Taking the records line by line, how many lines contain the word "right"? Answer with the number only.

___ Supplied records ___

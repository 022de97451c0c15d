//! Tweak engine: staged WCS refinement as an explicit state machine.
//!
//! The engine owns one [`TanWcs`] + [`SipDistortion`] pair seeded from the
//! caller's initial solution and refines them in strict forward order:
//!
//! ```text
//! Initial → LinearCd → SipForward → SipInverse → Done
//! ```
//!
//! - **LinearCd** refits the CD matrix (and, unless `skip_shift`, the
//!   reference sky position) by weighted least squares in tangent-plane
//!   coordinates, iterating the CRVAL update to convergence.
//! - **SipForward** fits the forward A/B polynomials against the residual
//!   corrected-pixel offsets. The fitted constant term is folded into CRVAL
//!   and the fitted linear term into CD, so the stored grids carry only
//!   degree ≥ 2 terms.
//! - **SipInverse** refits the inverse AP/BP polynomials from a regular grid
//!   sample of the fitted forward map.
//!
//! [`TweakEngine::advance_to`] drives the engine through every intermediate
//! state up to the target; re-requesting a reached state is a no-op, and a
//! failing stage leaves the model exactly as the previous stage left it.

use std::fmt;

use nalgebra::{DMatrix, DVector};
use tracing::debug;

use crate::correspond::Correspondences;
use crate::error::{TweakError, TweakResult};
use crate::fitter::solve_pair;
use crate::sip::{basis_matrix, fit_scale, sip_sky_to_pixel, term_pairs, SipDistortion};
use crate::tanwcs::{cd_inverse, inverse_tan_project, tan_project, TanWcs};

/// Maximum inner iterations for the CRVAL/CD convergence loop.
const MAX_LINEAR_ITERS: u32 = 10;

/// Tangent-plane offset below which the linear stage is converged (radians).
const SHIFT_CONVERGENCE_RAD: f64 = 1e-12;

/// Progress marker for the refinement run. States only advance; going back
/// requires [`TweakEngine::reset`].
#[derive(Debug, Clone, Copy, PartialEq, Eq, PartialOrd, Ord)]
pub enum FitState {
    /// Seeded, nothing fit yet.
    Initial,
    /// Linear CD matrix (and CRVAL) refit.
    LinearCd,
    /// Forward A/B distortion polynomials fit.
    SipForward,
    /// Inverse AP/BP distortion polynomials fit.
    SipInverse,
    /// Terminal; no further mutation.
    Done,
}

impl FitState {
    fn next(self) -> Option<FitState> {
        match self {
            FitState::Initial => Some(FitState::LinearCd),
            FitState::LinearCd => Some(FitState::SipForward),
            FitState::SipForward => Some(FitState::SipInverse),
            FitState::SipInverse => Some(FitState::Done),
            FitState::Done => None,
        }
    }
}

impl fmt::Display for FitState {
    fn fmt(&self, f: &mut fmt::Formatter<'_>) -> fmt::Result {
        let name = match self {
            FitState::Initial => "initial",
            FitState::LinearCd => "linear-cd",
            FitState::SipForward => "sip-forward",
            FitState::SipInverse => "sip-inverse",
            FitState::Done => "done",
        };
        f.write_str(name)
    }
}

/// Engine configuration, fixed for the lifetime of a run.
#[derive(Debug, Clone)]
pub struct TweakConfig {
    /// Use the per-correspondence weights. When disabled every weight is
    /// treated as 1.0, zero weights included.
    pub weighted_fit: bool,
    /// Hold CRPIX and CRVAL fixed at their seeded values and refit only the
    /// 2×2 CD matrix (plus distortion). Use when the seed's reference point
    /// is already trusted and translation noise would destabilize the fit.
    pub skip_shift: bool,
    /// Target order of the forward A/B polynomials. 0 or 1 degenerates to a
    /// pure linear fit with all distortion coefficients zero.
    pub forward_order: u32,
    /// Target order of the inverse AP/BP polynomials. 0 leaves the inverse
    /// grids zero.
    pub inverse_order: u32,
}

impl Default for TweakConfig {
    fn default() -> Self {
        Self {
            weighted_fit: false,
            skip_shift: false,
            forward_order: 2,
            inverse_order: 4,
        }
    }
}

/// A single usable observation for a fit stage.
struct FitPoint {
    u: f64,
    v: f64,
    ra: f64,
    dec: f64,
    w: f64,
}

/// Iterative WCS refinement engine.
///
/// Seeded with a copy of the caller's [`TanWcs`]; the caller's original is
/// never mutated. The correspondence set is read-only for the engine's
/// lifetime. Intermediate results may be inspected after any partial
/// [`advance_to`](Self::advance_to).
#[derive(Debug)]
pub struct TweakEngine<'a> {
    config: TweakConfig,
    corr: Correspondences<'a>,
    seed: TanWcs,
    tan: TanWcs,
    sip: SipDistortion,
    state: FitState,
}

impl<'a> TweakEngine<'a> {
    /// Create an engine from an initial tangent-plane model, correspondences,
    /// and configuration.
    ///
    /// Fails with [`TweakError::Configuration`] for an empty correspondence
    /// set or a polynomial order above [`MAX_ORDER`](crate::sip::MAX_ORDER).
    pub fn new(
        initial: &TanWcs,
        corr: Correspondences<'a>,
        config: TweakConfig,
    ) -> TweakResult<Self> {
        if corr.is_empty() {
            return Err(TweakError::configuration(
                "cannot fit with zero correspondences",
            ));
        }
        let sip = SipDistortion::zero(config.forward_order, config.inverse_order)?;
        Ok(Self {
            config,
            corr,
            seed: initial.clone(),
            tan: initial.clone(),
            sip,
            state: FitState::Initial,
        })
    }

    /// Current progress state.
    pub fn state(&self) -> FitState {
        self.state
    }

    /// Current tangent-plane model.
    pub fn tan(&self) -> &TanWcs {
        &self.tan
    }

    /// Current distortion model.
    pub fn distortion(&self) -> &SipDistortion {
        &self.sip
    }

    /// Consume the engine, returning the fitted model pair.
    pub fn into_model(self) -> (TanWcs, SipDistortion) {
        (self.tan, self.sip)
    }

    /// Discard all fit results and return to the seeded state.
    pub fn reset(&mut self) {
        self.tan = self.seed.clone();
        // orders were validated at construction
        self.sip = SipDistortion::zero(self.config.forward_order, self.config.inverse_order)
            .expect("orders validated at construction");
        self.state = FitState::Initial;
    }

    /// Advance through every stage up to and including `target`.
    ///
    /// Idempotent past the requested state: a target at or below the current
    /// state is a no-op, never a rollback. On error the engine keeps the
    /// results of every stage completed before the failure.
    pub fn advance_to(&mut self, target: FitState) -> TweakResult<()> {
        while self.state < target {
            let next = self
                .state
                .next()
                .expect("non-terminal state always has a successor");
            match next {
                FitState::LinearCd => {
                    let tan = self.fit_linear()?;
                    self.tan = tan;
                }
                FitState::SipForward => {
                    let (tan, sip) = self.fit_sip_forward()?;
                    self.tan = tan;
                    self.sip = sip;
                }
                FitState::SipInverse => {
                    let mut sip = self.sip.clone();
                    sip.fit_inverse(&self.tan, self.config.inverse_order)?;
                    self.sip = sip;
                }
                FitState::Done | FitState::Initial => {}
            }
            self.state = next;
            debug!(
                "tweak: reached {} (rms residual {:.3e} px)",
                self.state,
                self.rms_residual_px()
            );
        }
        Ok(())
    }

    /// Weighted RMS of predicted-minus-observed pixel positions under the
    /// current model.
    pub fn rms_residual_px(&self) -> f64 {
        let mut sum = 0.0;
        let mut wsum = 0.0;
        for ((x, y), (ra, dec), w) in self.corr.iter() {
            let w = if self.config.weighted_fit { w } else { 1.0 };
            if w == 0.0 {
                continue;
            }
            if let Some((px, py)) = sip_sky_to_pixel(&self.tan, &self.sip, ra, dec) {
                let dx = x - px;
                let dy = y - py;
                sum += w * (dx * dx + dy * dy);
                wsum += w;
            }
        }
        if wsum == 0.0 {
            0.0
        } else {
            (sum / wsum).sqrt()
        }
    }

    // ── Stage implementations ───────────────────────────────────────────────
    //
    // Each stage computes into temporaries and commits in `advance_to` only
    // on success, so a failed stage cannot leave partial results behind.

    /// Usable observations as CRPIX-relative offsets. Zero-weight pairs are
    /// dropped entirely when weighted fitting is on; otherwise every pair
    /// participates with weight 1.0.
    fn usable_points(&self) -> Vec<FitPoint> {
        self.corr
            .iter()
            .filter_map(|((x, y), (ra, dec), w)| {
                let w = if self.config.weighted_fit { w } else { 1.0 };
                if w == 0.0 {
                    return None;
                }
                Some(FitPoint {
                    u: x - self.tan.crpix[0],
                    v: y - self.tan.crpix[1],
                    ra,
                    dec,
                    w,
                })
            })
            .collect()
    }

    /// LinearCd: weighted LS fit of CD (and CRVAL) in tangent-plane
    /// coordinates, distortion held fixed at zero, iterated until the fitted
    /// tangent-plane shift vanishes.
    fn fit_linear(&self) -> TweakResult<TanWcs> {
        let stage = FitState::LinearCd;
        let pts = self.usable_points();
        let ncols = if self.config.skip_shift { 2 } else { 3 };
        let mut tan = self.tan.clone();

        for iter in 0..MAX_LINEAR_ITERS {
            let mut uv = Vec::with_capacity(pts.len());
            let mut txi = Vec::with_capacity(pts.len());
            let mut teta = Vec::with_capacity(pts.len());
            let mut ws = Vec::with_capacity(pts.len());
            for p in &pts {
                let Some((xi, eta)) = tan_project(p.ra, p.dec, tan.crval[0], tan.crval[1])
                else {
                    continue;
                };
                uv.push((p.u, p.v));
                txi.push(xi);
                teta.push(eta);
                ws.push(p.w);
            }

            let n = uv.len();
            if n < ncols {
                return Err(TweakError::underdetermined(stage, n, ncols));
            }

            let mut design = DMatrix::zeros(n, ncols);
            for (i, &(u, v)) in uv.iter().enumerate() {
                design[(i, 0)] = u;
                design[(i, 1)] = v;
                if ncols == 3 {
                    design[(i, 2)] = 1.0;
                }
            }
            let bx = DVector::from_vec(txi);
            let by = DVector::from_vec(teta);
            let weights = self.config.weighted_fit.then_some(ws.as_slice());

            let (sx, sy) = solve_pair(&design, &bx, &by, weights)
                .map_err(|e| TweakError::numerical(stage, n, e))?;

            tan.cd = [[sx[0], sx[1]], [sy[0], sy[1]]];

            if self.config.skip_shift {
                break;
            }
            let dxi = sx[2];
            let deta = sy[2];
            let (ra, dec) = inverse_tan_project(dxi, deta, tan.crval[0], tan.crval[1]);
            tan.crval = [ra, dec];
            debug!(
                "  linear-cd iter {iter}: offset=({dxi:.3e}, {deta:.3e}) rad, {n} points"
            );
            if dxi.abs() + deta.abs() < SHIFT_CONVERGENCE_RAD {
                break;
            }
        }

        Ok(tan)
    }

    /// SipForward: fit the forward polynomial grids against the residual
    /// corrected-pixel offsets, folding the fitted constant into CRVAL and
    /// the fitted linear term into CD.
    fn fit_sip_forward(&self) -> TweakResult<(TanWcs, SipDistortion)> {
        let stage = FitState::SipForward;
        let order = self.config.forward_order;
        let mut tan = self.tan.clone();
        let mut sip = self.sip.clone();
        sip.forward_order = order;
        sip.a = [[0.0; crate::sip::GRID]; crate::sip::GRID];
        sip.b = [[0.0; crate::sip::GRID]; crate::sip::GRID];

        if order < 2 {
            // the linear stage already is the degenerate affine fit
            return Ok((tan, sip));
        }

        let pairs: Vec<(u32, u32)> = term_pairs(order)
            .into_iter()
            .filter(|&(p, q)| !(self.config.skip_shift && p == 0 && q == 0))
            .collect();
        let required = pairs.len();

        let pts = self.usable_points();
        let cd_inv = cd_inverse(&tan.cd)
            .ok_or_else(|| TweakError::numerical(stage, pts.len(), "CD matrix is singular"))?;

        // design built on scaled offsets, coefficients rescaled after the solve
        let scale = fit_scale(&tan);
        let mut uv = Vec::with_capacity(pts.len());
        let mut tx = Vec::with_capacity(pts.len());
        let mut ty = Vec::with_capacity(pts.len());
        let mut ws = Vec::with_capacity(pts.len());
        for p in &pts {
            let Some((xi, eta)) = tan_project(p.ra, p.dec, tan.crval[0], tan.crval[1]) else {
                continue;
            };
            let bigu = cd_inv[0][0] * xi + cd_inv[0][1] * eta;
            let bigv = cd_inv[1][0] * xi + cd_inv[1][1] * eta;
            uv.push((p.u / scale, p.v / scale));
            tx.push(bigu - p.u);
            ty.push(bigv - p.v);
            ws.push(p.w);
        }

        let n = uv.len();
        if n < required {
            return Err(TweakError::underdetermined(stage, n, required));
        }

        let design = basis_matrix(&pairs, &uv);
        let bx = DVector::from_vec(tx);
        let by = DVector::from_vec(ty);
        let weights = self.config.weighted_fit.then_some(ws.as_slice());
        let (ca, cb) = solve_pair(&design, &bx, &by, weights)
            .map_err(|e| TweakError::numerical(stage, n, e))?;

        // Split the solution: degree ≥ 2 terms go to the grids, the constant
        // and linear terms are folded into CRVAL and CD so the grids stay in
        // canonical SIP form.
        let mut shift = [0.0f64; 2];
        let mut lin = [[0.0f64; 2]; 2];
        for (idx, &(p, q)) in pairs.iter().enumerate() {
            let s = scale.powi((p + q) as i32);
            let va = ca[idx] / s;
            let vb = cb[idx] / s;
            match (p, q) {
                (0, 0) => shift = [va, vb],
                (1, 0) => {
                    lin[0][0] = va;
                    lin[1][0] = vb;
                }
                (0, 1) => {
                    lin[0][1] = va;
                    lin[1][1] = vb;
                }
                _ => {
                    sip.a[p as usize][q as usize] = va;
                    sip.b[p as usize][q as usize] = vb;
                }
            }
        }

        // U = (I + L)·u + shift + high-order, so CD ← CD·(I + L) and the
        // tangent-plane offset of the constant is CD·shift (pre-update CD).
        let cd = tan.cd;
        if !self.config.skip_shift {
            let dxi = cd[0][0] * shift[0] + cd[0][1] * shift[1];
            let deta = cd[1][0] * shift[0] + cd[1][1] * shift[1];
            let (ra, dec) = inverse_tan_project(dxi, deta, tan.crval[0], tan.crval[1]);
            tan.crval = [ra, dec];
        }
        tan.cd = [
            [
                cd[0][0] * (1.0 + lin[0][0]) + cd[0][1] * lin[1][0],
                cd[0][0] * lin[0][1] + cd[0][1] * (1.0 + lin[1][1]),
            ],
            [
                cd[1][0] * (1.0 + lin[0][0]) + cd[1][1] * lin[1][0],
                cd[1][0] * lin[0][1] + cd[1][1] * (1.0 + lin[1][1]),
            ],
        ];

        Ok((tan, sip))
    }
}
//! Weighted linear least-squares solves via dense SVD.
//!
//! Every fit stage reduces to the same shape of problem: one design matrix
//! shared by the x and y axes, two target vectors, optional per-row weights.
//! The SVD is computed once and reused for both right-hand sides.

use nalgebra::{DMatrix, DVector};

/// Relative singular-value cutoff below which the design is treated as
/// singular rather than silently pseudo-inverted.
const SV_RCOND: f64 = 1e-12;

/// Solve `min ‖√W (A·x − b)‖` for the two right-hand sides `bx`, `by`.
///
/// Weights apply per row; rows and targets are scaled by `√w`. Callers must
/// already have dropped zero-weight rows. Returns a static message on a
/// rank-deficient or ill-conditioned design, which the engine wraps with
/// stage context.
pub(crate) fn solve_pair(
    design: &DMatrix<f64>,
    bx: &DVector<f64>,
    by: &DVector<f64>,
    weights: Option<&[f64]>,
) -> Result<(DVector<f64>, DVector<f64>), &'static str> {
    let (nrows, ncols) = design.shape();
    if nrows < ncols {
        return Err("fewer rows than unknowns");
    }

    let (a, bx, by) = match weights {
        Some(w) => {
            debug_assert_eq!(w.len(), nrows);
            let mut a = design.clone();
            let mut bx = bx.clone();
            let mut by = by.clone();
            for (i, &wi) in w.iter().enumerate() {
                let s = wi.sqrt();
                for j in 0..ncols {
                    a[(i, j)] *= s;
                }
                bx[i] *= s;
                by[i] *= s;
            }
            (a, bx, by)
        }
        None => (design.clone(), bx.clone(), by.clone()),
    };

    let svd = a.svd(true, true);
    let max_sv = svd.singular_values.max();
    let min_sv = svd.singular_values.min();
    if max_sv <= 0.0 || min_sv < SV_RCOND * max_sv {
        return Err("design matrix is singular or ill-conditioned");
    }

    let x = svd.solve(&bx, SV_RCOND)?;
    let y = svd.solve(&by, SV_RCOND)?;
    Ok((x, y))
}

#[cfg(test)]
mod tests {
    use super::*;

    #[test]
    fn test_solve_exact_system() {
        // y = 2 + 3x sampled without noise; both axes share the design.
        let xs = [0.0, 1.0, 2.0, 3.0, 4.0];
        let mut a = DMatrix::zeros(5, 2);
        let mut bx = DVector::zeros(5);
        let mut by = DVector::zeros(5);
        for (i, &x) in xs.iter().enumerate() {
            a[(i, 0)] = 1.0;
            a[(i, 1)] = x;
            bx[i] = 2.0 + 3.0 * x;
            by[i] = -1.0 + 0.5 * x;
        }
        let (sx, sy) = solve_pair(&a, &bx, &by, None).unwrap();
        assert!((sx[0] - 2.0).abs() < 1e-12);
        assert!((sx[1] - 3.0).abs() < 1e-12);
        assert!((sy[0] + 1.0).abs() < 1e-12);
        assert!((sy[1] - 0.5).abs() < 1e-12);
    }

    #[test]
    fn test_weights_downweight_outlier() {
        // Last row is garbage but has negligible weight.
        let xs = [0.0, 1.0, 2.0, 3.0, 4.0];
        let mut a = DMatrix::zeros(6, 2);
        let mut bx = DVector::zeros(6);
        let mut by = DVector::zeros(6);
        for (i, &x) in xs.iter().enumerate() {
            a[(i, 0)] = 1.0;
            a[(i, 1)] = x;
            bx[i] = 1.0 + 2.0 * x;
            by[i] = 1.0 + 2.0 * x;
        }
        a[(5, 0)] = 1.0;
        a[(5, 1)] = 2.0;
        bx[5] = 1000.0;
        by[5] = 1000.0;
        let w = [1.0, 1.0, 1.0, 1.0, 1.0, 1e-14];
        let (sx, _) = solve_pair(&a, &bx, &by, Some(&w)).unwrap();
        assert!((sx[0] - 1.0).abs() < 1e-6);
        assert!((sx[1] - 2.0).abs() < 1e-6);
    }

    #[test]
    fn test_singular_design_rejected() {
        // Second column is a multiple of the first.
        let mut a = DMatrix::zeros(4, 2);
        let mut b = DVector::zeros(4);
        for i in 0..4 {
            a[(i, 0)] = i as f64 + 1.0;
            a[(i, 1)] = 2.0 * (i as f64 + 1.0);
            b[i] = i as f64;
        }
        assert!(solve_pair(&a, &b, &b, None).is_err());
    }

    #[test]
    fn test_underdetermined_shape_rejected() {
        let a = DMatrix::zeros(2, 3);
        let b = DVector::zeros(2);
        assert!(solve_pair(&a, &b, &b, None).is_err());
    }
}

___

## Final answer
2